**Task to carry out**:
Each line of the material below is to be checked for "String"; the number of matching lines is the only output expected.

**Data extracts**:
..............................

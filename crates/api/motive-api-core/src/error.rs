//! Error taxonomy.
//!
//! Structural problems discovered while compiling a transition are collected
//! into error lists and aggregated once per flush; they never abort unrelated
//! transitions in the same pass. Programmer-contract violations (unknown
//! trigger, invalid listener phase) are hard failures raised at the call site
//! and are not represented here.

use thiserror::Error;

/// A build-time structural problem recorded during one compile pass.
#[derive(Clone, Debug, PartialEq, Error)]
pub enum BuildError {
    #[error("`query(\"{selector}\")` returned zero elements")]
    QueryMatchedNoElements { selector: String },

    #[error("please provide a value for the animation param {name}")]
    MissingParameter { name: String },

    #[error("the provided style property `{property}` is not supported by the driver")]
    UnsupportedStyleProperty { property: String },

    #[error("the timing expression `{expr}` could not be parsed")]
    InvalidTiming { expr: String },

    #[error("`{kind}` is not allowed at this point in an animation definition")]
    MisplacedNode { kind: &'static str },
}

/// Aggregated runtime failure. One value per flush describes every erroneous
/// transition; the flush destroys the players it built before reporting so a
/// bad batch never partially starts.
#[derive(Debug, Error)]
pub enum EngineError {
    #[error("animation failures detected during flush:\n{}", format_failures(.0))]
    TransitionFailures(Vec<TransitionFailure>),
}

/// The errors of one failed transition.
#[derive(Clone, Debug, PartialEq)]
pub struct TransitionFailure {
    pub trigger_name: String,
    pub errors: Vec<BuildError>,
}

fn format_failures(failures: &[TransitionFailure]) -> String {
    let mut out = String::new();
    for failure in failures {
        out.push_str(&format!("@{} failed:\n", failure.trigger_name));
        for err in &failure.errors {
            out.push_str(&format!(" - {err}\n"));
        }
    }
    out
}
//! Motive Animation Core (engine-agnostic)
//!
//! The timeline compiler turns a validated animation syntax tree into ordered
//! per-node keyframe instructions; the transition runtime decides which
//! transition applies to a state change, builds and merges players through
//! the platform driver, and flushes pending work once per rendering cycle.
//! Shared data contracts (styles, AST, player trait, events, errors) live in
//! motive-api-core.

pub mod builder;
pub mod compiler;
pub mod driver;
pub mod engine;
pub mod group_player;
pub mod ids;
pub mod instruction;
pub mod namespace;
pub mod timing;
pub mod transition_player;
pub mod trigger;

// Re-exports for consumers (renderers/adapters)
pub use builder::{GlobalStyles, SubTimelineBuilder, TimelineBuilder};
pub use compiler::build_animation_timelines;
pub use driver::{AnimationDriver, NoopAnimationDriver};
pub use engine::{RcPlayer, RemovalContext, RemovalState, TransitionEngine};
pub use group_player::{optimize_group_player, AnimationGroupPlayer};
pub use ids::{NamespaceId, NodeId};
pub use instruction::{ElementInstructionMap, Keyframe, TimelineInstruction, TransitionInstruction};
pub use namespace::{Namespace, QueuedTransition, StateValue, TriggerValue};
pub use timing::{interpolate_params, parse_timing_expr, resolve_timing, round_offset};
pub use transition_player::{PlayerRc, SharedPlayer, TransitionAnimationPlayer};
pub use trigger::{build_trigger, AnimationTrigger, TransitionFactory, VOID_STATE};
pub use motive_api_core::{
    AnimationEvent, AnimationNode, AnimationOptions, AnimationPlayer, BuildError, EngineError,
    Microtasks, NoopAnimationPlayer, PlayerPhase, StyleMap, StyleValue, AUTO_STYLE, PRE_STYLE,
};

..............................

**Solution**:
7